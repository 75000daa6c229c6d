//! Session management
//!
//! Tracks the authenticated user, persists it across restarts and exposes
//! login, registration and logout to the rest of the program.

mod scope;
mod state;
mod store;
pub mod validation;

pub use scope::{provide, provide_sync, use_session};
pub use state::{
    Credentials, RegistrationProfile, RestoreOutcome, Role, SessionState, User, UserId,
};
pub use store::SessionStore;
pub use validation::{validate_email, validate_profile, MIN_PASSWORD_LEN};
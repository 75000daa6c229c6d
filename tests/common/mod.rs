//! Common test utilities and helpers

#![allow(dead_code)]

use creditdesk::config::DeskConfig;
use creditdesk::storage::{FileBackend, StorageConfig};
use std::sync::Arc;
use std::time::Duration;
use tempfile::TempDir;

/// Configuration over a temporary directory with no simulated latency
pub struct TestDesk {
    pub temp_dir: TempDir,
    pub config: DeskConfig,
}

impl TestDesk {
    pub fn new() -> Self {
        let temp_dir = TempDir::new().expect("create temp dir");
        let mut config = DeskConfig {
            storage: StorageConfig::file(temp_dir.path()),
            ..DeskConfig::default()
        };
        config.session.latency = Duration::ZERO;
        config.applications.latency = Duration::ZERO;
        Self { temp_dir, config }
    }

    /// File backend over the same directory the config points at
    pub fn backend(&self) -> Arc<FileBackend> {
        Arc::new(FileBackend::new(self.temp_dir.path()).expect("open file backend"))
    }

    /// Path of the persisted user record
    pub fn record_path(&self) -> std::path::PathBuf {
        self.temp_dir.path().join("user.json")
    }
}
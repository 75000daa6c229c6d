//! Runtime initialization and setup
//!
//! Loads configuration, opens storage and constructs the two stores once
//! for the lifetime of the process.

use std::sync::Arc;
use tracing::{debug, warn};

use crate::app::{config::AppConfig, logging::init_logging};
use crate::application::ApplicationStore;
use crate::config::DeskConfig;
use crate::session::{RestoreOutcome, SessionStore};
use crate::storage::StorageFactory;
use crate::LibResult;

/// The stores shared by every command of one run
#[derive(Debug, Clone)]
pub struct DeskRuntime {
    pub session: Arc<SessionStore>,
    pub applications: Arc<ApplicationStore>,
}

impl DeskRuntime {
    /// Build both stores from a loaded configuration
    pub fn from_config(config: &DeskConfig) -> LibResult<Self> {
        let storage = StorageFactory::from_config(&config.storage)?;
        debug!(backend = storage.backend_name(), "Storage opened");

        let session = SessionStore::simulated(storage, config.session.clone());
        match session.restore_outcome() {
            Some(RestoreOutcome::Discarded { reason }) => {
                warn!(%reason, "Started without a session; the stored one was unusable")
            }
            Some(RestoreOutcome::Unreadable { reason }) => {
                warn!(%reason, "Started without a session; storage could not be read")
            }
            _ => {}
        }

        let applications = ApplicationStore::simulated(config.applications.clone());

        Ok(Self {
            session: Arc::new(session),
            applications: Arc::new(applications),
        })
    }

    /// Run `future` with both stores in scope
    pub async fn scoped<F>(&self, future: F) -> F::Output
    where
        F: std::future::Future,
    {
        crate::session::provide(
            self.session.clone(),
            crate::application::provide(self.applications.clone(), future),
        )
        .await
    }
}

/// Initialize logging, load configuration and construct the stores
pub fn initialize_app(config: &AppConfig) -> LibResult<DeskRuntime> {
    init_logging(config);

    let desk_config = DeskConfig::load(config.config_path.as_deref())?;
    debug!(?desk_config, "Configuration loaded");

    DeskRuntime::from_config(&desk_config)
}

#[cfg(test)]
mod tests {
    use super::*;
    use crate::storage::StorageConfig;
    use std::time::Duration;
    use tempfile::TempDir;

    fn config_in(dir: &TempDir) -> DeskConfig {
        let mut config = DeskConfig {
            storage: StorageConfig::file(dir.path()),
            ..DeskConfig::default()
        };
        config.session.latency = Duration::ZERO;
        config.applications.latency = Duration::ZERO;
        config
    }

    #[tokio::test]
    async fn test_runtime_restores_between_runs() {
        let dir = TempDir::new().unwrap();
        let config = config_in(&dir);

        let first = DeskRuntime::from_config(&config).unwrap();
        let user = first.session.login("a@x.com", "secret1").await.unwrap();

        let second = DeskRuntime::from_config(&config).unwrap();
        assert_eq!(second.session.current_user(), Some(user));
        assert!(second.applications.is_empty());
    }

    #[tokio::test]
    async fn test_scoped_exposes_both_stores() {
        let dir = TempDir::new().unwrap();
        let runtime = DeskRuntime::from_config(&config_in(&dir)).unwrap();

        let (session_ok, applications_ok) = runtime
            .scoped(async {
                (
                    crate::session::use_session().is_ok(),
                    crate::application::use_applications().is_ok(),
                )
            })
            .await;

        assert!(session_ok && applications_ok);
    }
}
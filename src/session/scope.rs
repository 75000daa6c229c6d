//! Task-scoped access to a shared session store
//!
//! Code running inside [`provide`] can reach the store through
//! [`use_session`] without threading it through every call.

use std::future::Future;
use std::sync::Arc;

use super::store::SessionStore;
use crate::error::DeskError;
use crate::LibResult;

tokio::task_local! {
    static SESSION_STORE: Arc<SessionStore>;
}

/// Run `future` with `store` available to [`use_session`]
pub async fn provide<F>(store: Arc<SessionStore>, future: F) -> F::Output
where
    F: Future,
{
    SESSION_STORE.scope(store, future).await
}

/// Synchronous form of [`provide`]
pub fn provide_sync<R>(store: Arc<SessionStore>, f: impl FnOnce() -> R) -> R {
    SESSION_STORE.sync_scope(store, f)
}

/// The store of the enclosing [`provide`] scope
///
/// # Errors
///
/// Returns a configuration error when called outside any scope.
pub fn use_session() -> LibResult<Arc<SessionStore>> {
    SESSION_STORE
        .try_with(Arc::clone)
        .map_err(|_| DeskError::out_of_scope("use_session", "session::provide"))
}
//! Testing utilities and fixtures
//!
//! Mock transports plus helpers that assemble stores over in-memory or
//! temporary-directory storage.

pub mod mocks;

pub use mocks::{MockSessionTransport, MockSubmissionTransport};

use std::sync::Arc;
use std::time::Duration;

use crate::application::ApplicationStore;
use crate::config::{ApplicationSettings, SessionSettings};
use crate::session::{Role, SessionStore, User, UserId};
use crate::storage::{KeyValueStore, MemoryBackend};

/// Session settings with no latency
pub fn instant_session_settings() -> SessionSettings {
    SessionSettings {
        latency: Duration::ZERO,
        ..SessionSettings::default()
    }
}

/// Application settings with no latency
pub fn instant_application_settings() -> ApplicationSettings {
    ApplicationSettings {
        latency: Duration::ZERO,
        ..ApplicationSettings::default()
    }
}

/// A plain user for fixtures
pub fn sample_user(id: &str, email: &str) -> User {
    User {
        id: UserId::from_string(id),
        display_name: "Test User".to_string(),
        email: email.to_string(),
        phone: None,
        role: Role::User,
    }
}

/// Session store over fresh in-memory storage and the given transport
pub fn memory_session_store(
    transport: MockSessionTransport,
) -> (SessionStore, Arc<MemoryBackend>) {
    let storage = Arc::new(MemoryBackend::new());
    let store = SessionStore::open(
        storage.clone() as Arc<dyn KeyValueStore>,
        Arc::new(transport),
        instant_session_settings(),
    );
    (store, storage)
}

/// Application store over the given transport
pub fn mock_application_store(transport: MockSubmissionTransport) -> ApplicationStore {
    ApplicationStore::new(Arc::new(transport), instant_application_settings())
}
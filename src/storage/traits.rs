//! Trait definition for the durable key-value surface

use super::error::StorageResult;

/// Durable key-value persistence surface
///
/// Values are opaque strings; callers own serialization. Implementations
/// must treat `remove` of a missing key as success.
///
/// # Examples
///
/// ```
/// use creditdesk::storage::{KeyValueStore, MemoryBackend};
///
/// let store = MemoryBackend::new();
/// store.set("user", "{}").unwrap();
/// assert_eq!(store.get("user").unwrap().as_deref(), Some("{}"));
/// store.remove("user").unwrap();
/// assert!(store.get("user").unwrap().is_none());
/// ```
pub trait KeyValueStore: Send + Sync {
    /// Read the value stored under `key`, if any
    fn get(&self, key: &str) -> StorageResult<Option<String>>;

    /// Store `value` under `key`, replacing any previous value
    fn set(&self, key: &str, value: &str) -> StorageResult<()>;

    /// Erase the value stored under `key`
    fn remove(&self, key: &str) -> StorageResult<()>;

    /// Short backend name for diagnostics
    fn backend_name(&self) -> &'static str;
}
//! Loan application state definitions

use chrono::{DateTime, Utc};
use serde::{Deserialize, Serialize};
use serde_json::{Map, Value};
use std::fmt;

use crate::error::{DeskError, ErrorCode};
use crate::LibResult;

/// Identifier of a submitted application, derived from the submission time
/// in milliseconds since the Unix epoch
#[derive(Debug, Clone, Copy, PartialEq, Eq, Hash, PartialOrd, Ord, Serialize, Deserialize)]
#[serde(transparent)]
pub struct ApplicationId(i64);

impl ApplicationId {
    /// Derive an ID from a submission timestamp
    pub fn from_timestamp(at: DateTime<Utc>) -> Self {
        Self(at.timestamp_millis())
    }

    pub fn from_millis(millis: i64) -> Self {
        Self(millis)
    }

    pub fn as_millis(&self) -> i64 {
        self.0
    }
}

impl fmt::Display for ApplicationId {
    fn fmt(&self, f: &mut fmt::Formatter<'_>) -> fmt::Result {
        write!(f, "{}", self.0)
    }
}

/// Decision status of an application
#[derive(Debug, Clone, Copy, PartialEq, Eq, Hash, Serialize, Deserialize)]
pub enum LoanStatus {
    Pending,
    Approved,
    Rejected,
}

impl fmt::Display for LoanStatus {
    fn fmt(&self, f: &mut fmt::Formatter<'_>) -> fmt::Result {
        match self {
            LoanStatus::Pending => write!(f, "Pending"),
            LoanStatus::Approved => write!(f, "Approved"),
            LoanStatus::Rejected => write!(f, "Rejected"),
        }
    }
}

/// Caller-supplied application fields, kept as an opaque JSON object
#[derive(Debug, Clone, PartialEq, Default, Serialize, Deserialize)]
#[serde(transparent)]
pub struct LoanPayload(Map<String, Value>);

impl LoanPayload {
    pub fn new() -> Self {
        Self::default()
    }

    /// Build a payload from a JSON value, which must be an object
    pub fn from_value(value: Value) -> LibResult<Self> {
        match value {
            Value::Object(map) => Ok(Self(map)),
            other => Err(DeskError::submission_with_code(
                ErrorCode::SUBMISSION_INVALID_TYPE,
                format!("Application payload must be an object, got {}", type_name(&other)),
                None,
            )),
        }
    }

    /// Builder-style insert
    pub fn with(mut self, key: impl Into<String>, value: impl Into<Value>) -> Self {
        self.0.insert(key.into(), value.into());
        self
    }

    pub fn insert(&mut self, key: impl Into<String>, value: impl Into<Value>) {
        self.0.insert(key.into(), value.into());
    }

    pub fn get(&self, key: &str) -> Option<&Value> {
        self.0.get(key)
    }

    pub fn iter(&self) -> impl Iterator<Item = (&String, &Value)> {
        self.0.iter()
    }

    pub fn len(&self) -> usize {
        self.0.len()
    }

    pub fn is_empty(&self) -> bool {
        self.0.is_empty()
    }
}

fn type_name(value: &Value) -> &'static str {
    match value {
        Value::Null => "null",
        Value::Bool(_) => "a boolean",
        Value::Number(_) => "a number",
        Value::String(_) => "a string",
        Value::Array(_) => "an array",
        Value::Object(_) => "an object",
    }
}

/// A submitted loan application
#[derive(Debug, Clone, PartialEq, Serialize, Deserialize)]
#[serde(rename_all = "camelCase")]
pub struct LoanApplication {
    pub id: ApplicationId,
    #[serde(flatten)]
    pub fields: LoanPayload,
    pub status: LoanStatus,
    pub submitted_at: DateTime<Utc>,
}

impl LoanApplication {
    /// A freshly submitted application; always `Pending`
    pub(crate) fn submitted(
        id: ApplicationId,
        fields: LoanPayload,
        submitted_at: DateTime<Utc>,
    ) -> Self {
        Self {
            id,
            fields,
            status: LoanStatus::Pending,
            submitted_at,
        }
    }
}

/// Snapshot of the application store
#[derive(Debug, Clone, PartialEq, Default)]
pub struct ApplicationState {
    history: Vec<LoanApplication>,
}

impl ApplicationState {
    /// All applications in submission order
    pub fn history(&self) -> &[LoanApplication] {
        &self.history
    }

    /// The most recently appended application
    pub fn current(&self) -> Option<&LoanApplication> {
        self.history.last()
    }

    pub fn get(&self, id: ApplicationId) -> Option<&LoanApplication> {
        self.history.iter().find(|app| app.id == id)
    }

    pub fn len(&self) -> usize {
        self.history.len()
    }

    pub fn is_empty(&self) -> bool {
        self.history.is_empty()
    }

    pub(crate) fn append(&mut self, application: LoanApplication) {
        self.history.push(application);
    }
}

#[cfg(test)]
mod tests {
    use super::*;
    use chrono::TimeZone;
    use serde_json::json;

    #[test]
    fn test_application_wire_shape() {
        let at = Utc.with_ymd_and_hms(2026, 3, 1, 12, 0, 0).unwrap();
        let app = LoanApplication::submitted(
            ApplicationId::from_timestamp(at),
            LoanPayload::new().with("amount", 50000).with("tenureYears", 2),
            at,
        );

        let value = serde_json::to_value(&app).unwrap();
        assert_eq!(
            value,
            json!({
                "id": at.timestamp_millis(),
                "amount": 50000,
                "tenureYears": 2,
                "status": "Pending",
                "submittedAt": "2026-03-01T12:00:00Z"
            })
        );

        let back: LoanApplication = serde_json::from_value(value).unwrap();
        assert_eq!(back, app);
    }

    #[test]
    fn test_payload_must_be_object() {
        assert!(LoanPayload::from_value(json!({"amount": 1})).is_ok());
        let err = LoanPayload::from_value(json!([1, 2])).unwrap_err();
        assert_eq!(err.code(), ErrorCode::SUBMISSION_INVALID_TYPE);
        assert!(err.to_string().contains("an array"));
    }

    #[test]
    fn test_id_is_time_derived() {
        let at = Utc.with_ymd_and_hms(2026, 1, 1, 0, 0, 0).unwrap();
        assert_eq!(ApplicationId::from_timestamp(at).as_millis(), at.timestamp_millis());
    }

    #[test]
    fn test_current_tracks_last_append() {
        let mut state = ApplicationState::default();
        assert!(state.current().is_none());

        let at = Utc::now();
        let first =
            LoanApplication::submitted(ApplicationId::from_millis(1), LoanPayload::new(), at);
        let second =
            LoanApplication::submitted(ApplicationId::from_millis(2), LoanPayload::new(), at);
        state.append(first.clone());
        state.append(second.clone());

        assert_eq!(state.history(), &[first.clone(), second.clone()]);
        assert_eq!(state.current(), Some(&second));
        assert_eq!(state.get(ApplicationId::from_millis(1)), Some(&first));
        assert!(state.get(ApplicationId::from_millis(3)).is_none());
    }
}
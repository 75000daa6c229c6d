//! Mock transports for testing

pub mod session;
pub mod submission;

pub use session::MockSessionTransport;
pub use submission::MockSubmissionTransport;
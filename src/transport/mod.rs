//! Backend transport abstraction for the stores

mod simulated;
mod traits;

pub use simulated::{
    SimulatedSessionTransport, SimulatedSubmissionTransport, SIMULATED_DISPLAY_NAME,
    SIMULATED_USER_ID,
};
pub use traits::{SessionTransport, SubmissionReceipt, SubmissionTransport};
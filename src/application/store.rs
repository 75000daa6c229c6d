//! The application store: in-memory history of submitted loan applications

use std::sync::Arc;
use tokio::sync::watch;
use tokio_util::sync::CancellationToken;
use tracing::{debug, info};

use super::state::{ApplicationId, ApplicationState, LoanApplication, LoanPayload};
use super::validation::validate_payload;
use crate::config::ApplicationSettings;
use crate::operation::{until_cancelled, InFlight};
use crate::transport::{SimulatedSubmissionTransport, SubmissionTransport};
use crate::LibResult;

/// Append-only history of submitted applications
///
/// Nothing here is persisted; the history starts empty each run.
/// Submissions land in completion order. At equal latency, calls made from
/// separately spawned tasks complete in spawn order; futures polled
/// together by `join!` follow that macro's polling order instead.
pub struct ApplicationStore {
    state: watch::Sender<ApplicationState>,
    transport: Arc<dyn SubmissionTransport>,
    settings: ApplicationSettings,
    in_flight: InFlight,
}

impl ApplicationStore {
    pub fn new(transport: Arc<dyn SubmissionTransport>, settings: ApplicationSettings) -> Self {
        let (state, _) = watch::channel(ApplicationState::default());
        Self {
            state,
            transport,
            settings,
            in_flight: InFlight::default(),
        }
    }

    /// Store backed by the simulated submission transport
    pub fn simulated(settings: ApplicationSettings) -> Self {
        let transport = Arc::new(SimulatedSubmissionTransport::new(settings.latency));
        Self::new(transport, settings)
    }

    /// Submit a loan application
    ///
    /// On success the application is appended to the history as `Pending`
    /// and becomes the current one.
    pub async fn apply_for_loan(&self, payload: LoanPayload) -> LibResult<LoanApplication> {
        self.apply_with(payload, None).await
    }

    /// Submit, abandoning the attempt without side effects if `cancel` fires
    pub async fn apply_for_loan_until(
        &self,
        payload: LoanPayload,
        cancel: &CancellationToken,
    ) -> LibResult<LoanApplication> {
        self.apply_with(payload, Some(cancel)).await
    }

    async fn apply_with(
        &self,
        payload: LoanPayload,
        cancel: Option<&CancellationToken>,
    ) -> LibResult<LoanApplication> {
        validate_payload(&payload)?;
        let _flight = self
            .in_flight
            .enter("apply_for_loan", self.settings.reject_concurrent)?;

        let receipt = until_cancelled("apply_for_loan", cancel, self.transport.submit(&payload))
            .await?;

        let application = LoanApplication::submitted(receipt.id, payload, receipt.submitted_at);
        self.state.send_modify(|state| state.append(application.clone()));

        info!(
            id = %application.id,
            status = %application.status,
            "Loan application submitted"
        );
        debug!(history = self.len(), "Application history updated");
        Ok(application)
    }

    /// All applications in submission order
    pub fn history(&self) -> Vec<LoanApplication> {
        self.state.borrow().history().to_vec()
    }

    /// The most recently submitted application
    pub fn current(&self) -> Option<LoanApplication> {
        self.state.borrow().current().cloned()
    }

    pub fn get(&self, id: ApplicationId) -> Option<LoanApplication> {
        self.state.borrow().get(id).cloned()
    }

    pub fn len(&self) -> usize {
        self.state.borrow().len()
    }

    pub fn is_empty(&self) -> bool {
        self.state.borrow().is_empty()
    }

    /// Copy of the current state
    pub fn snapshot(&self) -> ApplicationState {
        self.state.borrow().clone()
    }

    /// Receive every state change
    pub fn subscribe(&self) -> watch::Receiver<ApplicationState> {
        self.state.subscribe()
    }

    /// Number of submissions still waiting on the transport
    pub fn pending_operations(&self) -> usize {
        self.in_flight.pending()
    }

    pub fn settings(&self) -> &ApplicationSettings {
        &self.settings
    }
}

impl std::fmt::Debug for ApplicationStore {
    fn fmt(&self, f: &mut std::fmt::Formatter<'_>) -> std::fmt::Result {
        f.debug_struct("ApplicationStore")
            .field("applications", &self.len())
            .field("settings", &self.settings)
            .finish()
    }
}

***

Using the listing above, return word for word each line from the one that has "filename src/storage/traits.rs" through the one that has "Read the value", and no line outside that range.

= RESULT OF THE EXERCISE =
filename src/storage/traits.rs
//! Trait definition for the durable key-value surface

use super::error::StorageResult;

/// Durable key-value persistence surface
///
/// Values are opaque strings; callers own serialization. Implementations
/// must treat `remove` of a missing key as success.
///
/// # Examples
///
/// ```
/// use creditdesk::storage::{KeyValueStore, MemoryBackend};
///
/// let store = MemoryBackend::new();
/// store.set("user", "{}").unwrap();
/// assert_eq!(store.get("user").unwrap().as_deref(), Some("{}"));
/// store.remove("user").unwrap();
/// assert!(store.get("user").unwrap().is_none());
/// ```
pub trait KeyValueStore: Send + Sync {
    /// Read the value stored under `key`, if any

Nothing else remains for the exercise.